● TASK TO CARRY OUT:
Instruction for the entries that follow: retype exactly the lines from the line with "filename trunnel/src/lib.rs" to the line with "pub use models::error::SchemaError;", both included, and omit all others.

● DATASET:

=======

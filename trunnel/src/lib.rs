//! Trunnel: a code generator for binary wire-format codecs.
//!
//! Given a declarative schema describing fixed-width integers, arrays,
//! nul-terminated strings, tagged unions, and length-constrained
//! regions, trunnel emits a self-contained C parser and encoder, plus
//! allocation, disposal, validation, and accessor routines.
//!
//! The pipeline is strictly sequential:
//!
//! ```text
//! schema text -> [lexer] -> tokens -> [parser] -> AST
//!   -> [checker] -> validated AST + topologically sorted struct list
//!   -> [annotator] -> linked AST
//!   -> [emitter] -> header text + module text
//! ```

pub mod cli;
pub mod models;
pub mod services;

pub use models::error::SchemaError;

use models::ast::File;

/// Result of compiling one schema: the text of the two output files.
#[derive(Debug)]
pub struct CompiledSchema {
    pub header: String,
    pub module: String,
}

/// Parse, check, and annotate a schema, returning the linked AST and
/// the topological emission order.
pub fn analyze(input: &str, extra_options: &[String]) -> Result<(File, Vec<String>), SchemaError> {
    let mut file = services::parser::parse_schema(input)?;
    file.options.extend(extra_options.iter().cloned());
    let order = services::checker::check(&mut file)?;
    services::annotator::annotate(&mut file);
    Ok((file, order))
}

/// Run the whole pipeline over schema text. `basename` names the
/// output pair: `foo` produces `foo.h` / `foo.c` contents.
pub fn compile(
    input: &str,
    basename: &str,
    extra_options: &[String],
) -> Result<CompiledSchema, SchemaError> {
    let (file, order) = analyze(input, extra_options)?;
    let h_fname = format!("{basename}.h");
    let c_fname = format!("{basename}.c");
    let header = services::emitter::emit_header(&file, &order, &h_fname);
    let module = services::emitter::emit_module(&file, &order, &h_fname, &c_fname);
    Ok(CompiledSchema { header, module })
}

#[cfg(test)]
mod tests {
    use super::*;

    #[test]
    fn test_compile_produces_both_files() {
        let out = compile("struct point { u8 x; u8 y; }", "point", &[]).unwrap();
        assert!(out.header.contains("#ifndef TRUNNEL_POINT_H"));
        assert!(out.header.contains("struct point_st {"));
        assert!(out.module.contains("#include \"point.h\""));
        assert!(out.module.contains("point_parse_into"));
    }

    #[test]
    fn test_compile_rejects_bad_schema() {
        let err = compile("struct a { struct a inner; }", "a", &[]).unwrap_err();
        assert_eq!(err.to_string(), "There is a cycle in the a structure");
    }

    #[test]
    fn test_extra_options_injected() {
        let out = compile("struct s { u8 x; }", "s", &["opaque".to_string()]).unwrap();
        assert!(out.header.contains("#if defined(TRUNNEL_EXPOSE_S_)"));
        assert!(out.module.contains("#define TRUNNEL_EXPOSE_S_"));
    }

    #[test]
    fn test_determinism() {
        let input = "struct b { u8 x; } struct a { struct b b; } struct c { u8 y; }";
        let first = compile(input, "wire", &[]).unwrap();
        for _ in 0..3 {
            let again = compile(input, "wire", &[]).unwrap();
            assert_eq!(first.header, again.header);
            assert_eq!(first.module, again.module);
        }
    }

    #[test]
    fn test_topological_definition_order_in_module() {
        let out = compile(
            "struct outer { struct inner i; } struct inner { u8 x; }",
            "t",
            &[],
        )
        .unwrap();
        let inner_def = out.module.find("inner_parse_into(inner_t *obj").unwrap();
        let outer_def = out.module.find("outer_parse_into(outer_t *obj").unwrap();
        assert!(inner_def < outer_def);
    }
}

=======

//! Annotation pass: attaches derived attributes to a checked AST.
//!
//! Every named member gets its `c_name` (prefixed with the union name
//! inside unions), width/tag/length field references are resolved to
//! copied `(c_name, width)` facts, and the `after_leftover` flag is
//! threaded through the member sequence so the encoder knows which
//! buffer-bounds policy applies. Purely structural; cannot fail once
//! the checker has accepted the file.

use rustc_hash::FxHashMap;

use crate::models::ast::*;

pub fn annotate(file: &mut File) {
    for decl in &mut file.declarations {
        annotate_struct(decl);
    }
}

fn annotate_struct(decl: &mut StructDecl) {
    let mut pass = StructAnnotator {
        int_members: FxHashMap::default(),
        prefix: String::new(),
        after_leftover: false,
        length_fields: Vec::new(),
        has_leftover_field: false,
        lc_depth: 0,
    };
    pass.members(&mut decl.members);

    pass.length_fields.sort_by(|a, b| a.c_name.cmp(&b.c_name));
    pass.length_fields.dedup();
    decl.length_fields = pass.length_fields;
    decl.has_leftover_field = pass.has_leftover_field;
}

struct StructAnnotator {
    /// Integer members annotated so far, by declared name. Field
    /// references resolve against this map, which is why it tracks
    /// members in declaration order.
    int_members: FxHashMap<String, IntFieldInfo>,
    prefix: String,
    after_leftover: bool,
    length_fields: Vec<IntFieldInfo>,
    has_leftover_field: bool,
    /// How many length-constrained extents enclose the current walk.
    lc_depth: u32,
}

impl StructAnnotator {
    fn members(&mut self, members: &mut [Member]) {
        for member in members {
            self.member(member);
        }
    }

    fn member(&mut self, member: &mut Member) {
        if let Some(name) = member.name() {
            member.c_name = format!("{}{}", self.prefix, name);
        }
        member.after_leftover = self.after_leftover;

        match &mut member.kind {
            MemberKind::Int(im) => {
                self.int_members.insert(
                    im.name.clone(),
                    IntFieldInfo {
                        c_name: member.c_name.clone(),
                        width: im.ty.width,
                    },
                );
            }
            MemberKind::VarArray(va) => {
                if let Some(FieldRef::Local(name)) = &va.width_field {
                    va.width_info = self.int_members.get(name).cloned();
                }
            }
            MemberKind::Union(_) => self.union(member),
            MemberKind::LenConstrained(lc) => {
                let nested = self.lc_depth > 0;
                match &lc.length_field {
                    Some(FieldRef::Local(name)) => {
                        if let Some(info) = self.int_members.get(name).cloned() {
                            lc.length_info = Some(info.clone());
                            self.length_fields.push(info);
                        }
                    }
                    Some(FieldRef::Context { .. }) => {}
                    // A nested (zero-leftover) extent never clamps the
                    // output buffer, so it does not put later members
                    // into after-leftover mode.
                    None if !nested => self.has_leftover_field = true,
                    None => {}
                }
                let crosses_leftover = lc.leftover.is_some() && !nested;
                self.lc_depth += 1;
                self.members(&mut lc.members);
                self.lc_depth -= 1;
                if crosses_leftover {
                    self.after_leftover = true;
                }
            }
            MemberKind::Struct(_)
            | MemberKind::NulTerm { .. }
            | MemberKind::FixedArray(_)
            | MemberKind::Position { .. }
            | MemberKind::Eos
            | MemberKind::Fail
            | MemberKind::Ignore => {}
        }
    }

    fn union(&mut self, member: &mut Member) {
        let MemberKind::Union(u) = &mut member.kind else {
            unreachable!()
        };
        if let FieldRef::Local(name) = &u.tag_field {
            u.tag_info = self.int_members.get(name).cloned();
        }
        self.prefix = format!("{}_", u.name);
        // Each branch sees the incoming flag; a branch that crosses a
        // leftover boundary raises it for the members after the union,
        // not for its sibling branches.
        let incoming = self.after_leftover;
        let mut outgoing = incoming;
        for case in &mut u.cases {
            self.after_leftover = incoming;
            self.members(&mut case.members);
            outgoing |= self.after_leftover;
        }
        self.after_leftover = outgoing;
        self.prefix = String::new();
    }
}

=======

● RESPONSE TO THIS EXERCISE:
filename trunnel/src/lib.rs
//! Trunnel: a code generator for binary wire-format codecs.
//!
//! Given a declarative schema describing fixed-width integers, arrays,
//! nul-terminated strings, tagged unions, and length-constrained
//! regions, trunnel emits a self-contained C parser and encoder, plus
//! allocation, disposal, validation, and accessor routines.
//!
//! The pipeline is strictly sequential:
//!
//! ```text
//! schema text -> [lexer] -> tokens -> [parser] -> AST
//!   -> [checker] -> validated AST + topologically sorted struct list
//!   -> [annotator] -> linked AST
//!   -> [emitter] -> header text + module text
//! ```

pub mod cli;
pub mod models;
pub mod services;

pub use models::error::SchemaError;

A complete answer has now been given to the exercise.